Getting Data Ready for Sales Forecasting in Excel - dummies

Getting Data Ready for Sales Forecasting in Excel

By Conrad Carlberg

Which method of forecasting you use does make a difference, but regardless of your choice, in Excel you have to set up your baseline data in a particular way. Excel prefers it if your data is in the form of a table. Following is a quick overview.

Using tables

There’s nothing mysterious about an Excel table. A table is something very much like a database. Your Excel worksheet has columns and rows, and if you put a table there, you just need to manage three requirements:

  • Keep different variables in different columns. For example, you can put sales dates in one column, sales amounts in another column, sales reps’ names in another, product lines in yet another.
  • Keep different records in different rows. When it comes to recording sales information, keep different sales records in different rows. Put information about a sale that was made on January 15 in one row, and information about a sale made on January 16 in a different row.
  • Put the names of the variables in the table’s first row. For example, you might put “Sales Date” in column A, “Revenue” in column B, “Sales Rep” in column C, and “Product” in column D.

The figure shows a typical Excel table.

You don’t have to keep the records in date order — you can handle that later.

Why bother with tables? Because many Excel tools, including the ones you use to make forecasts, rely on tables. Charts — which help you visualize what’s going on with your sales — rely on tables. Pivot tables — which are the most powerful way you have for summarizing your sales results in Excel — rely heavily on tables. The Data Analysis add-in — a very useful way of making forecasts — relies on tables, too.

For years, Excel depended on an informal arrangement of data called a list. A list looked a lot like a table does now, with field names in its first row, followed by records. But a list did not have built-in properties such as record counts or filters or total rows or even a name. You had to take special steps to identify the number of rows and columns the list occupied.

In Excel 2007, Microsoft added tables as a new feature, and tables have all those things that lists lack. One aspect of tables is especially useful for sales forecasting. As time passes and you get more information about sales figures, you want to add the new data to your baseline. Using lists, you had to define what’s called a dynamic range name to accommodate the new data.

With tables, all you need to do is provide a new record, usually in a new row at the end of the table. When you do so, the table is automatically extended to capture the new data. Anything in the workbook — charts, formulas, whatever — is also automatically updated to reflect the new information. Tables are a major improvement over lists and this book makes extensive use of them.

Ordering your data

“Ordering your data” may sound a little like “coloring inside the lines.” The deal is that you have to tell Excel how much you sold in 1999, and then how much in 2000, and in 2001, and so on. If you’re going to do that, you have to put the data in chronological order.

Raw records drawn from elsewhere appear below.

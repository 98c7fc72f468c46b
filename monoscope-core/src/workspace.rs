use crate::project::{MANIFEST_FILE, Manifest, ManifestReader, PackageInfo};
use crate::{MonoscopeError, Result};
use futures::future::join_all;
use serde::Deserialize;
use std::collections::BTreeSet;
use std::fs;
use std::path::{Path, PathBuf};
use tracing::{debug, warn};

const WORKSPACE_FILES: [&str; 2] = ["monoscope-workspace.yaml", "pnpm-workspace.yaml"];

#[derive(Debug, Default, Deserialize)]
pub struct WorkspaceConfig {
    #[serde(default)]
    pub packages: Vec<String>,
}

#[derive(Debug, Clone, Copy, PartialEq, Eq)]
pub enum PatternSource {
    Explicit,
    WorkspaceFile,
    RootManifest,
    None,
}

#[derive(Debug)]
pub struct Workspace {
    pub root: PathBuf,
    pub patterns: Vec<String>,
    pub source: PatternSource,
    pub packages: Vec<PackageInfo>,
}

impl Workspace {
    /// Resolves the workspace globs for `root` and parses every package they
    /// name. Only a missing root is an error; broken packages are skipped.
    pub async fn scan(
        root: &Path,
        explicit: &[String],
        reader: &dyn ManifestReader,
    ) -> Result<Self> {
        if !root.is_dir() {
            return Err(MonoscopeError::WorkspaceRootMissing {
                path: root.to_path_buf(),
            });
        }

        let (patterns, source) = resolve_patterns(root, explicit)?;

        if patterns.is_empty() {
            warn!(
                root = %root.display(),
                "no workspace globs configured; scan returns no packages"
            );
        }

        let dirs = expand_patterns(root, &patterns);
        let packages = read_packages(&dirs, reader).await;

        debug!(
            root = %root.display(),
            directories = dirs.len(),
            packages = packages.len(),
            "workspace scanned"
        );

        Ok(Workspace {
            root: root.to_path_buf(),
            patterns,
            source,
            packages,
        })
    }
}

/// Picks the glob list: explicit patterns, then a workspace yaml file, then
/// the root manifest's `workspaces` field.
pub fn resolve_patterns(root: &Path, explicit: &[String]) -> Result<(Vec<String>, PatternSource)> {
    if !explicit.is_empty() {
        return Ok((dedupe(explicit.iter().cloned()), PatternSource::Explicit));
    }

    for file in WORKSPACE_FILES {
        let path = root.join(file);
        if !path.is_file() {
            continue;
        }

        let config = match read_config(&path) {
            Ok(config) => config,
            Err(err) => {
                warn!(error = %err, "workspace file is unreadable; ignoring it");
                continue;
            }
        };

        if !config.packages.is_empty() {
            return Ok((dedupe(config.packages), PatternSource::WorkspaceFile));
        }
    }

    let manifest_path = root.join(MANIFEST_FILE);
    if manifest_path.is_file() {
        let patterns = match read_root_manifest(&manifest_path) {
            Ok(manifest) => manifest
                .workspaces
                .map(|w| w.patterns().to_vec())
                .unwrap_or_default(),
            Err(err) => {
                warn!(error = %err, "root manifest is unreadable; ignoring its workspaces");
                Vec::new()
            }
        };

        if !patterns.is_empty() {
            return Ok((dedupe(patterns), PatternSource::RootManifest));
        }
    }

    Ok((Vec::new(), PatternSource::None))
}

fn read_config(path: &Path) -> Result<WorkspaceConfig> {
    let data = fs::read_to_string(path).map_err(|source| MonoscopeError::ReadFile {
        path: path.to_path_buf(),
        source,
    })?;

    // An empty yaml document is a config with no packages.
    if data.trim().is_empty() {
        return Ok(WorkspaceConfig::default());
    }

    serde_yaml::from_str(&data).map_err(|err| MonoscopeError::WorkspaceConfig {
        path: path.to_path_buf(),
        reason: err.to_string(),
    })
}

fn read_root_manifest(path: &Path) -> Result<Manifest> {
    let data = fs::read_to_string(path).map_err(|source| MonoscopeError::ReadFile {
        path: path.to_path_buf(),
        source,
    })?;

    Manifest::parse(path, &data)
}

fn dedupe(patterns: impl IntoIterator<Item = String>) -> Vec<String> {
    let mut out: Vec<String> = Vec::new();

    for pattern in patterns {
        let trimmed = pattern.trim().trim_end_matches('/').to_string();
        if !trimmed.is_empty() && !out.contains(&trimmed) {
            out.push(trimmed);
        }
    }

    out
}

/// Expands patterns into package directories, in pattern order.
///
/// `dir/*` lists the immediate subdirectories of `dir`, a literal pattern
/// names one directory and is kept only if it exists, and a `!` prefix
/// removes matching directories from the result.
pub fn expand_patterns(root: &Path, patterns: &[String]) -> Vec<PathBuf> {
    let mut excludes = Vec::new();
    let mut dirs = Vec::new();
    let mut seen = BTreeSet::new();

    for pattern in patterns {
        if let Some(negated) = pattern.strip_prefix('!') {
            match glob::Pattern::new(negated.trim_start_matches("./")) {
                Ok(compiled) => excludes.push(compiled),
                Err(err) => warn!(pattern = %pattern, error = %err, "ignoring invalid exclusion"),
            }
            continue;
        }

        for dir in expand_one(root, pattern) {
            if seen.insert(dir.clone()) {
                dirs.push(dir);
            }
        }
    }

    if excludes.is_empty() {
        return dirs;
    }

    dirs.into_iter()
        .filter(|dir| {
            let relative = dir.strip_prefix(root).unwrap_or(dir.as_path());
            !excludes.iter().any(|exclude| exclude.matches_path(relative))
        })
        .collect()
}

fn expand_one(root: &Path, pattern: &str) -> Vec<PathBuf> {
    let pattern = pattern.trim_start_matches("./");

    if !is_glob(pattern) {
        let dir = root.join(pattern);
        if dir.is_dir() {
            return vec![dir];
        }

        warn!(pattern = %pattern, "workspace directory does not exist");
        return Vec::new();
    }

    let full = root.join(pattern).to_string_lossy().to_string();
    let entries = match glob::glob(&full) {
        Ok(entries) => entries,
        Err(err) => {
            warn!(pattern = %pattern, error = %err, "ignoring invalid workspace glob");
            return Vec::new();
        }
    };

    let mut dirs: Vec<PathBuf> = entries
        .filter_map(|entry| match entry {
            Ok(path) => Some(path),
            Err(err) => {
                warn!(pattern = %pattern, error = %err, "skipping unreadable glob entry");
                None
            }
        })
        .filter(|path| path.is_dir())
        .collect();

    dirs.sort();
    dirs
}

fn is_glob(pattern: &str) -> bool {
    pattern.contains(['*', '?', '['])
}

async fn read_packages(dirs: &[PathBuf], reader: &dyn ManifestReader) -> Vec<PackageInfo> {
    let reads = dirs.iter().map(|dir| async move {
        let manifest = reader.read(dir).await;
        (dir, manifest)
    });

    let mut packages: Vec<PackageInfo> = Vec::new();

    for (dir, manifest) in join_all(reads).await {
        let manifest = match manifest {
            Ok(Some(manifest)) => manifest,
            Ok(None) => {
                debug!(dir = %dir.display(), "no manifest; not a package");
                continue;
            }
            Err(err) => {
                warn!(dir = %dir.display(), error = %err, "skipping package with unreadable manifest");
                continue;
            }
        };

        let info = match PackageInfo::from_manifest(manifest, dir) {
            Ok(info) => info,
            Err(err) => {
                warn!(error = %err, "skipping invalid package");
                continue;
            }
        };

        if packages.iter().any(|existing| existing.name == info.name) {
            warn!(
                name = %info.name,
                dir = %dir.display(),
                "duplicate package name; keeping the first occurrence"
            );
            continue;
        }

        packages.push(info);
    }

    packages
}

#[cfg(test)]
mod tests {
    use super::*;
    use crate::project::FsManifestReader;

    fn write(path: &Path, contents: &str) {
        if let Some(parent) = path.parent() {
            fs::create_dir_all(parent).unwrap();
        }
        fs::write(path, contents).unwrap();
    }

    #[tokio::test]
    async fn directory_without_manifest_is_skipped() {
        let dir = tempfile::tempdir().unwrap();
        let root = dir.path();
        write(
            &root.join("packages/a/package.json"),
            r#"{ "name": "a", "version": "1.0.0" }"#,
        );
        fs::create_dir_all(root.join("packages/b")).unwrap();

        let patterns = vec!["packages/*".to_string()];
        let workspace = Workspace::scan(root, &patterns, &FsManifestReader)
            .await
            .unwrap();

        assert_eq!(workspace.packages.len(), 1);
        assert_eq!(workspace.packages[0].name, "a");
        assert_eq!(workspace.source, PatternSource::Explicit);
    }

    #[tokio::test]
    async fn literal_patterns_must_exist() {
        let dir = tempfile::tempdir().unwrap();
        let root = dir.path();
        write(&root.join("tools/cli/package.json"), r#"{ "name": "cli" }"#);

        let patterns = vec!["tools/cli".to_string(), "tools/missing".to_string()];
        let workspace = Workspace::scan(root, &patterns, &FsManifestReader)
            .await
            .unwrap();

        let names: Vec<_> = workspace.packages.iter().map(|p| p.name.as_str()).collect();
        assert_eq!(names, vec!["cli"]);
    }

    #[tokio::test]
    async fn falls_back_to_root_manifest_workspaces() {
        let dir = tempfile::tempdir().unwrap();
        let root = dir.path();
        write(
            &root.join("package.json"),
            r#"{ "name": "repo", "workspaces": { "packages": ["apps/*"] } }"#,
        );
        write(&root.join("apps/web/package.json"), r#"{ "name": "web" }"#);

        let workspace = Workspace::scan(root, &[], &FsManifestReader).await.unwrap();

        assert_eq!(workspace.source, PatternSource::RootManifest);
        assert_eq!(workspace.patterns, vec!["apps/*"]);
        assert_eq!(workspace.packages.len(), 1);
    }

    #[test]
    fn workspace_yaml_wins_over_root_manifest() {
        let dir = tempfile::tempdir().unwrap();
        let root = dir.path();
        write(&root.join("pnpm-workspace.yaml"), "packages:\n  - \"libs/*\"\n");
        write(
            &root.join("package.json"),
            r#"{ "name": "repo", "workspaces": ["apps/*"] }"#,
        );

        let (patterns, source) = resolve_patterns(root, &[]).unwrap();

        assert_eq!(patterns, vec!["libs/*"]);
        assert_eq!(source, PatternSource::WorkspaceFile);
    }

    #[tokio::test]
    async fn malformed_workspace_yaml_falls_through() {
        let dir = tempfile::tempdir().unwrap();
        let root = dir.path();
        write(&root.join("pnpm-workspace.yaml"), "packages: [unclosed\n");
        write(&root.join("apps/web/package.json"), r#"{ "name": "web" }"#);

        let workspace = Workspace::scan(root, &[], &FsManifestReader).await.unwrap();
        assert!(workspace.packages.is_empty());
        assert_eq!(workspace.source, PatternSource::None);

        write(
            &root.join("package.json"),
            r#"{ "name": "repo", "workspaces": ["apps/*"] }"#,
        );

        let workspace = Workspace::scan(root, &[], &FsManifestReader).await.unwrap();
        assert_eq!(workspace.source, PatternSource::RootManifest);
        assert_eq!(workspace.packages.len(), 1);
    }

    #[tokio::test]
    async fn no_globs_yields_empty_scan() {
        let dir = tempfile::tempdir().unwrap();
        let root = dir.path();
        write(&root.join("package.json"), r#"{ "name": "solo" }"#);

        let workspace = Workspace::scan(root, &[], &FsManifestReader).await.unwrap();

        assert!(workspace.packages.is_empty());
        assert_eq!(workspace.source, PatternSource::None);
    }

    #[tokio::test]
    async fn missing_root_is_a_hard_error() {
        let dir = tempfile::tempdir().unwrap();
        let missing = dir.path().join("nope");

        let err = Workspace::scan(&missing, &[], &FsManifestReader)
            .await
            .unwrap_err();

        assert!(matches!(err, MonoscopeError::WorkspaceRootMissing { .. }));
    }

    #[tokio::test]
    async fn malformed_and_duplicate_packages_are_skipped() {
        let dir = tempfile::tempdir().unwrap();
        let root = dir.path();
        write(&root.join("packages/a/package.json"), r#"{ "name": "a" }"#);
        write(&root.join("packages/b/package.json"), "{ broken");
        write(&root.join("packages/c/package.json"), r#"{ "name": "a" }"#);

        let patterns = vec!["packages/*".to_string()];
        let workspace = Workspace::scan(root, &patterns, &FsManifestReader)
            .await
            .unwrap();

        assert_eq!(workspace.packages.len(), 1);
        assert!(workspace.packages[0].path.ends_with("packages/a"));
    }

    #[test]
    fn exclusions_remove_matching_directories() {
        let dir = tempfile::tempdir().unwrap();
        let root = dir.path();
        fs::create_dir_all(root.join("packages/a")).unwrap();
        fs::create_dir_all(root.join("packages/fixtures")).unwrap();

        let patterns = vec!["packages/*".to_string(), "!packages/fixtures".to_string()];
        let dirs = expand_patterns(root, &patterns);

        assert_eq!(dirs, vec![root.join("packages/a")]);
    }

    #[test]
    fn duplicate_patterns_collapse() {
        let patterns = dedupe(vec![
            "packages/*".to_string(),
            "packages/*/".to_string(),
            " ".to_string(),
        ]);

        assert_eq!(patterns, vec!["packages/*"]);
    }
}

The very best way to put your data in chronological order in Excel is by way of pivot tables. A pivot table takes individual records that are in an Excel table (or in an external database) and combines the records in ways that you control. You may have a table showing a year’s worth of sales, including the name of the sales rep, the product sold, the date of sale, and the sales revenue. If so, you can very quickly create a pivot table that totals sales revenue by sales rep and by product across quarters. Using pivot tables, you can summarize tens of thousands of records, quite literally within seconds. If you haven’t used pivot tables before, this book not only introduces the subject but also makes you dream about them in the middle of the night.

Three particularly wonderful things about pivot tables:

  • They can accumulate for you all your sales data — or, for that matter, your data on the solar wind, but this is about sales forecasting. If you gather information on a sale-by-sale basis, and you then want to know how much your reps sold on a given day, in a given week, and so on, a pivot table is the best way to do so.
  • You can use a pivot table as the basis for your next forecast, which saves you a bunch of time.
  • They have a unique way of helping you group your historical data — by day, by week, by month, by quarter, by year, you name it.